CONVENTO DE SAN FRANCISCO

TEGUISE
- Arquitectura Religiosa. Conventos -




We have left the church of the Franciscan convent of Teguise, a temple that was dedicated to Our Lady of Miraflores. The institution was founded by Gonzalo Argote de Molina, wanting to carry out a testamentary cla of 1534 of Sancho de Herrera, Se or de Lanzarote. Sancho's will was to build a convent in Famara, a place that was sparsely inhabited in the 16th century, a coastal point and, therefore, dangerous, due to the state of defenselessness in the face of the many fireworks that came to the island from the North. Africa, mainly.

In 1588 Gonzalo Argote ordered the construction of the religious complex, thus making it the first convent established on the island of Lanzarote and passing his church, acting as a parish priest to be a military objective and the last of multiple looting and fires.


GUIDE OF THE VILLA DETEGUISE. Historical Heritage Service of the Cabildo de Lanzarote. 2003

Address: A. Sebastian n Hern ndez Gutierrez y Mar to Antonia Perera Betancort

Drafting: Francisca Mar to Perera Betancort, Guacimara Batista Rivero, Mar to Antonia Perera Betancort and A.Sebasti n Hern ndez Guti rrez.

Photograph: Jos Farray, V deo Humer, Photographic Fund of the Historical Archive of Teguise and Historical Heritage Service of the Cabildo de Lanzarote.



Convento de San Francisco

The sacral set was composed of two bodies. The church and the monacal dependencies. So on the left of the enclosure was the conventual area where the friars reside. Space that after the confiscation of the first half of the nineteenth century passed into private hands, leaving some remnants of the primitive cloister.

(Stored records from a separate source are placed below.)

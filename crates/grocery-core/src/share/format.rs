//! Share Text Formatting

use std::fmt::Write;

use chrono::{Datelike, NaiveDate};
use serde::Serialize;

use crate::domain::ShoppingItem;

/// Payload for the native share sheet: `{title, text, url}`
#[derive(Debug, Clone, PartialEq, Eq, Serialize)]
pub struct ShareData {
    pub title: String,
    pub text: String,
    pub url: String,
}

/// `M/D/YYYY`, without zero padding
pub fn format_share_date(date: NaiveDate) -> String {
    format!("{}/{}/{}", date.month(), date.day(), date.year())
}

/// Build the share text: a header, the items still to buy, then the
/// completed ones. Sections with no items are left out.
pub fn format_share_data(items: &[ShoppingItem], title: &str, url: &str, generated: NaiveDate) -> ShareData {
    let (completed, active): (Vec<&ShoppingItem>, Vec<&ShoppingItem>) =
        items.iter().partition(|item| item.completed);

    let mut text = String::new();
    let _ = writeln!(text, "🛒 {}", title);
    let _ = writeln!(text, "Generated: {}", format_share_date(generated));
    text.push('\n');

    if !active.is_empty() {
        let _ = writeln!(text, "📝 To Buy ({} items):", active.len());
        for item in &active {
            text.push_str("• ");
            text.push_str(&item.name);
            if item.quantity > 1 {
                let _ = write!(text, " ({})", item.quantity);
            }
            if !item.category.is_empty() {
                let _ = write!(text, " - {}", item.category);
            }
            text.push('\n');
        }
        text.push('\n');
    }

    if !completed.is_empty() {
        let _ = writeln!(text, "✅ Completed ({} items):", completed.len());
        for item in &completed {
            text.push_str("• ");
            text.push_str(&item.name);
            if item.quantity > 1 {
                let _ = write!(text, " ({})", item.quantity);
            }
            text.push('\n');
        }
    }

    ShareData {
        title: title.to_string(),
        text,
        url: url.to_string(),
    }
}
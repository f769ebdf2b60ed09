//! Repository Layer
//!
//! Typed access to the persisted master and shopping lists.

mod clock;
mod grocery_repo;

#[cfg(test)]
mod tests;

pub use clock::{Clock, ManualClock, SystemClock};
pub use grocery_repo::GroceryRepository;
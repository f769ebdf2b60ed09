//! Shopping List Panel
//!
//! Checkable entries with category filter, bulk clear and share.

use grocery_core::actions::{self, ClearPrompt};
use grocery_core::domain::{category_emoji, CATEGORIES};
use grocery_core::view::{render_shopping_list, CategoryFilter, SortOrder};
use grocery_core::ShoppingItem;
use leptos::prelude::*;
use leptos::task::spawn_local;

use crate::browser;
use crate::components::{ConfirmButton, EmptyStateView, SearchBox, SortSelect};
use crate::context::use_app_context;
use crate::store::AppStateStoreFields;

#[component]
pub fn ShoppingPanel() -> impl IntoView {
    let ctx = use_app_context();
    let store = ctx.store;

    let rendered = Memo::new(move |_| {
        store.shopping_list().with(|items| store.view().with(|state| render_shopping_list(items, state)))
    });

    view! {
        <section id="shopping-section" class="tab-content active">
            <div class="list-toolbar">
                <span id="shopping-count" class="shopping-count">
                    {move || rendered.with(|v| v.status_line())}
                </span>
                <SortSelect
                    value=Signal::derive(move || store.view().with(|v| v.shopping_sort))
                    options=&SortOrder::SHOPPING_OPTIONS
                    on_change=move |order: SortOrder| store.view().update(|v| v.shopping_sort = order)
                />
            </div>
            <SearchBox
                placeholder="Search shopping list..."
                value=Signal::derive(move || store.view().with(|v| v.shopping_search.clone()))
                on_input=move |term: String| store.view().update(|v| v.shopping_search = term)
            />
            <Show when=move || rendered.with(|v| v.show_filter_bar)>
                <CategoryFilterBar active=Signal::derive(move || rendered.with(|v| v.active_filter.clone())) />
            </Show>
            <div id="shopping-list" class="shopping-list">
                <Show
                    when=move || rendered.with(|v| v.empty.is_none())
                    fallback=move || rendered.with(|v| v.empty).map(|state| view! { <EmptyStateView state=state /> })
                >
                    <For
                        each=move || rendered.with(|v| v.items.clone())
                        key=|item| (item.id, item.completed)
                        children=move |item| view! { <ShoppingItemRow item=item /> }
                    />
                </Show>
            </div>
            <ListControls />
        </section>
    }
}

#[component]
fn ShoppingItemRow(item: ShoppingItem) -> impl IntoView {
    let ctx = use_app_context();
    let id = item.id;
    let row_class = if item.completed { "shopping-item completed" } else { "shopping-item" };
    let text = format!("{} ({}) - {}", item.name, item.quantity, item.category);

    view! {
        <div class=row_class>
            <label class="item-label">
                <input
                    type="checkbox"
                    class="item-checkbox check-item"
                    prop:checked=item.completed
                    on:change=move |_| ctx.report(actions::check_off(&ctx.repo(), id))
                />
                <span class="item-text">{text}</span>
            </label>
        </div>
    }
}

#[component]
fn CategoryFilterBar(#[prop(into)] active: Signal<CategoryFilter>) -> impl IntoView {
    let store = use_app_context().store;

    let choices = std::iter::once((CategoryFilter::All, "All".to_string())).chain(
        CATEGORIES
            .into_iter()
            .map(|c| (CategoryFilter::from_value(c), format!("{} {}", category_emoji(c), c))),
    );

    view! {
        <div id="category-filter-section" class="category-filter-section">
            <div id="category-filter-bar" class="category-filter-bar">
                {choices.map(|(filter, label)| {
                    let data_category = filter.as_str().to_string();
                    let selected = filter.clone();
                    let btn_class = move || {
                        if active.with(|a| *a == selected) { "category-filter-btn active" } else { "category-filter-btn" }
                    };
                    view! {
                        <button
                            class=btn_class
                            data-category=data_category
                            on:click=move |_| store.view().update(|v| v.category_filter = filter.clone())
                        >
                            {label}
                        </button>
                    }
                }).collect_view()}
            </div>
        </div>
    }
}

/// Clear completed, clear all and share
#[component]
fn ListControls() -> impl IntoView {
    let ctx = use_app_context();
    let store = ctx.store;
    let (sharing, set_sharing) = signal(false);

    let confirm_question = move |prompt: ClearPrompt| match prompt {
        ClearPrompt::Nothing(notice) => {
            ctx.notify(notice);
            None
        }
        ClearPrompt::Confirm { message, .. } => Some(message),
    };

    let share = move |_| {
        if sharing.get_untracked() {
            return;
        }
        set_sharing.set(true);
        let list = store.shopping_list().get_untracked();
        let title = ctx.config().share_title;
        spawn_local(async move {
            let chain = browser::share_chain(browser::page_url());
            let flow = actions::share_shopping_list(&chain, &list, &title).await;
            if let Some(notice) = flow.notice {
                ctx.notify(notice);
            }
            if let Some(data) = flow.modal {
                store.share_modal().set(Some(data));
            }
            set_sharing.set(false);
        });
    };

    view! {
        <div class="list-controls">
            <ConfirmButton
                label="Clear Completed"
                button_class="btn btn-secondary"
                prompt=move |_: ()| confirm_question(actions::clear_completed_prompt(&store.shopping_list().get_untracked()))
                on_confirm=move |_: ()| ctx.report(actions::clear_completed(&ctx.repo()))
            />
            <ConfirmButton
                label="Clear All"
                button_class="btn btn-danger"
                prompt=move |_: ()| confirm_question(actions::clear_all_prompt(&store.shopping_list().get_untracked()))
                on_confirm=move |_: ()| ctx.report(actions::clear_all(&ctx.repo()))
            />
            <button id="share-list" class="btn btn-primary" prop:disabled=move || sharing.get() on:click=share>
                "📤 Share List"
            </button>
        </div>
    }
}
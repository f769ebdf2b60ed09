//! List Toolbar Controls
//!
//! Sort dropdown and search box shared by both panels.

use grocery_core::view::SortOrder;
use leptos::prelude::*;

#[component]
pub fn SortSelect(
    #[prop(into)] value: Signal<SortOrder>,
    options: &'static [SortOrder],
    #[prop(into)] on_change: Callback<SortOrder>,
) -> impl IntoView {
    view! {
        <select
            class="sort-select"
            on:change=move |ev| on_change.run(SortOrder::from_value(&event_target_value(&ev)))
        >
            {options.iter().map(|order| {
                let order = *order;
                view! {
                    <option value=order.as_str() prop:selected=move || value.get() == order>
                        {order.label()}
                    </option>
                }
            }).collect_view()}
        </select>
    }
}

#[component]
pub fn SearchBox(
    #[prop(into)] placeholder: String,
    #[prop(into)] value: Signal<String>,
    #[prop(into)] on_input: Callback<String>,
) -> impl IntoView {
    view! {
        <input
            type="search"
            class="search-input"
            placeholder=placeholder
            prop:value=move || value.get()
            on:input=move |ev| on_input.run(event_target_value(&ev))
        />
    }
}
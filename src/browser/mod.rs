//! Browser Bindings
//!
//! Thin wrappers over the browser APIs the app needs: local storage,
//! the navigator share sheet and clipboard, and a few document helpers.

mod document;
mod share;
mod storage;

pub use document::{apply_theme, expose_log_dump, open_in_new_tab, page_url};
pub use share::{copy_to_clipboard, share_chain};
pub use storage::LocalStorage;
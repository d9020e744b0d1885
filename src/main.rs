//! Relay server binary
//!
//! Hosts the whole pipeline in one process: the Postgres capture task, the
//! bus publisher connection, the sequencer, the fan-out subscriber and the
//! WebSocket server, all sharing one cancellation token. A termination
//! signal cancels the token; every reconnect loop exits at its next
//! suspension point and the WebSocket server drains gracefully.

use std::net::SocketAddr;
use std::sync::Arc;

use tokio::sync::mpsc;
use tokio_util::sync::CancellationToken;

use orders_relay::api;
use orders_relay::api::websocket::{AppState, ClientRegistry};
use orders_relay::bus;
use orders_relay::capture;
use orders_relay::config::Config;
use orders_relay::fanout;
use orders_relay::relay::{self, Sequencer};
use orders_relay::supervisor::wait_for_shutdown_signal;
use orders_relay::types::RelayResult;

/// Capacity of the capture → sequencer channel
const EVENT_BUFFER: usize = 1024;

#[tokio::main]
async fn main() -> RelayResult<()> {
    // The only non-retried failure: missing configuration ends the process
    // before any connection is attempted.
    let config = match Config::from_env() {
        Ok(config) => config,
        Err(e) => {
            eprintln!("[config] {}", e);
            std::process::exit(1);
        }
    };

    let shutdown = CancellationToken::new();
    {
        let token = shutdown.clone();
        tokio::spawn(async move {
            if wait_for_shutdown_signal().await.is_ok() {
                eprintln!("[main] shutdown signal received");
            }
            token.cancel();
        });
    }

    let (raw_tx, raw_rx) = mpsc::channel(EVENT_BUFFER);
    let (bus_slot, bus_handle) = bus::slot();
    let registry = Arc::new(ClientRegistry::new());

    let bus_task = tokio::spawn(bus::run(config.clone(), bus_slot, shutdown.clone()));
    let capture_task = tokio::spawn(capture::run(config.clone(), raw_tx, shutdown.clone()));
    let relay_task = tokio::spawn(relay::run(
        raw_rx,
        Sequencer::new(bus_handle.clone()),
        bus_handle,
        shutdown.clone(),
    ));
    let fanout_task = tokio::spawn(fanout::run(
        config.clone(),
        registry.clone(),
        shutdown.clone(),
    ));

    let state = Arc::new(AppState::new(registry));
    let app = api::create_router(state);
    let addr = SocketAddr::from(([0, 0, 0, 0], config.port));
    let listener = tokio::net::TcpListener::bind(addr).await?;
    eprintln!("[main] websocket server listening on {}", addr);

    let serve_token = shutdown.clone();
    axum::serve(listener, app)
        .with_graceful_shutdown(async move { serve_token.cancelled().await })
        .await?;

    // Server is down; make sure the pipeline tasks stop too (covers the
    // serve loop ending on its own rather than via signal).
    shutdown.cancel();
    let _ = tokio::join!(bus_task, capture_task, relay_task, fanout_task);
    eprintln!("[main] all components stopped");
    Ok(())
}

Currently its remains, the church, together with the former Dominican convent church, retain the most important set of mud roofs in Lanzarote. The place has now been converted into the Museum of Sacred Art, retaining important original elements such as the baroque altarpieces dedicated to Our Lady of Miraflores, San Antonio de Padua and Our Lady of the Immaculate Conception, the latter one of the three of canter to which they are conserved in Lanzarote. The museum offers an important sample of the historical and artistic heritage representative of the Modern Age of Lanzarote.

The main façade composed of a large door in the central position and upper area, intended for skylight. Door with bishop of canter and, on this, a spiral on each side and a niche in the center. The arch of the door is half a point.

In the smaller nave the same composition is repeated, with the same semicircular arch but without bishop, with upper window. The doors are made of frames and double sheets.